▸ **Problem requirements**
Reproduce exactly, from the data that follows, the line with "use super::routing::RuleProvider;", the line with "const EXTERNAL_UI_URL: &str", and every line that lies between them.

▸ **Information**
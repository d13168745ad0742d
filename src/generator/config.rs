//! Document assembly
//!
//! Merges the expansion, its groups and the auxiliary sub-documents into the
//! final document. Nothing is validated here; every part arrives finished.

use std::collections::BTreeMap;

use serde::{Deserialize, Serialize};
use serde_json::ser::PrettyFormatter;

use super::dns::ClashDns;
use super::expand::Expansion;
use super::group::build_proxy_groups;
use super::inbounds::{ClashSniffer, ClashTun};
use super::routing::RuleProvider;
use super::{GenerateError, SubDocumentBuilder, Variant};
use crate::constants::log_level::ClashLogLevel;
use crate::models::{ClashProxy, ClashProxyCommon, ClashProxyGroups};
use crate::settings::Settings;

const MIXED_PORT: u16 = 7890;
const EXTERNAL_CONTROLLER: &str = "127.0.0.1:9090";
const EXTERNAL_UI_URL: &str =
    "https://github.com/MetaCubeX/metacubexd/archive/refs/heads/gh-pages.zip";

/// Keep-alive tuning, only emitted for standard documents
#[derive(Debug, Clone, PartialEq, Serialize, Deserialize)]
#[serde(rename_all = "kebab-case")]
pub struct TcpSettings {
    pub disable_keep_alive: bool,
    pub keep_alive_idle: u32,
    pub keep_alive_interval: u32,
    pub tcp_concurrent: bool,
}

impl Default for TcpSettings {
    fn default() -> Self {
        Self {
            disable_keep_alive: false,
            keep_alive_idle: 10,
            keep_alive_interval: 15,
            tcp_concurrent: true,
        }
    }
}

#[derive(Debug, Clone, PartialEq, Serialize, Deserialize)]
#[serde(rename_all = "kebab-case")]
pub struct ControllerCors {
    pub allow_origins: Vec<String>,
    pub allow_private_network: bool,
}

#[derive(Debug, Clone, PartialEq, Serialize, Deserialize)]
#[serde(rename_all = "kebab-case")]
pub struct Profile {
    pub store_selected: bool,
    pub store_fake_ip: bool,
}

#[derive(Debug, Clone, PartialEq, Serialize, Deserialize)]
pub struct Ntp {
    pub enable: bool,
    pub server: String,
    pub port: u16,
    pub interval: u32,
}

/// A complete Clash document
#[derive(Debug, Clone, PartialEq, Serialize)]
#[serde(rename_all = "kebab-case")]
pub struct ClashConfig {
    pub mixed_port: u16,
    pub ipv6: bool,
    pub allow_lan: bool,
    pub unified_delay: bool,
    pub log_level: ClashLogLevel,
    pub mode: String,
    #[serde(flatten)]
    pub tcp: Option<TcpSettings>,
    pub geo_auto_update: bool,
    pub geo_update_interval: u32,
    pub external_controller: String,
    pub external_controller_cors: ControllerCors,
    pub external_ui: String,
    pub external_ui_url: String,
    pub profile: Profile,
    pub dns: ClashDns,
    pub tun: ClashTun,
    pub sniffer: ClashSniffer,
    pub proxies: Vec<ClashProxy>,
    pub proxy_groups: ClashProxyGroups,
    pub rule_providers: BTreeMap<String, RuleProvider>,
    pub rules: Vec<String>,
    pub ntp: Ntp,
}

impl ClashConfig {
    /// Serialize as JSON indented with four spaces
    pub fn to_pretty_json(&self) -> Result<String, GenerateError> {
        let mut buffer = Vec::new();
        let formatter = PrettyFormatter::with_indent(b"    ");
        let mut serializer = serde_json::Serializer::with_formatter(&mut buffer, formatter);
        self.serialize(&mut serializer)?;
        Ok(String::from_utf8_lossy(&buffer).into_owned())
    }
}

/// Assemble a document from an expansion
///
/// # Arguments
/// * `settings` - Settings providing the static top-level fields
/// * `builders` - Producers of the DNS, routing and inbound blocks
/// * `expansion` - Outbounds and tags to publish
/// * `variant` - Generation path the expansion came from
/// * `chain_template` - Template the chained entries were cloned from, if any
pub fn build_config<B: SubDocumentBuilder>(
    settings: &Settings,
    builders: &B,
    expansion: Expansion,
    variant: Variant,
    chain_template: Option<&ClashProxy>,
) -> ClashConfig {
    let (warp, pro) = match variant {
        Variant::Standard { .. } => (false, false),
        Variant::Warp { pro } => (true, pro),
    };
    let chain_server = chain_template.map(|template| template.common().server.as_str());
    let proxy_groups = build_proxy_groups(settings, &expansion, variant);

    ClashConfig {
        mixed_port: MIXED_PORT,
        ipv6: true,
        allow_lan: settings.allow_lan_connection,
        unified_delay: false,
        log_level: settings.clash_log_level(),
        mode: "rule".to_string(),
        tcp: if warp { None } else { Some(TcpSettings::default()) },
        geo_auto_update: true,
        geo_update_interval: 168,
        external_controller: EXTERNAL_CONTROLLER.to_string(),
        external_controller_cors: ControllerCors {
            allow_origins: vec!["*".to_string()],
            allow_private_network: true,
        },
        external_ui: "ui".to_string(),
        external_ui_url: EXTERNAL_UI_URL.to_string(),
        profile: Profile {
            store_selected: true,
            store_fake_ip: true,
        },
        dns: builders.build_dns(chain_server, warp, pro),
        tun: builders.tun(),
        sniffer: builders.sniffer(),
        proxies: expansion.outbounds,
        proxy_groups,
        rule_providers: builders.build_rule_providers(),
        rules: builders.build_routing_rules(warp),
        ntp: Ntp {
            enable: true,
            server: "time.cloudflare.com".to_string(),
            port: 123,
            interval: 30,
        },
    }
}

▸ **The answer**
use super::routing::RuleProvider;
use super::{GenerateError, SubDocumentBuilder, Variant};
use crate::constants::log_level::ClashLogLevel;
use crate::models::{ClashProxy, ClashProxyCommon, ClashProxyGroups};
use crate::settings::Settings;

const MIXED_PORT: u16 = 7890;
const EXTERNAL_CONTROLLER: &str = "127.0.0.1:9090";
const EXTERNAL_UI_URL: &str =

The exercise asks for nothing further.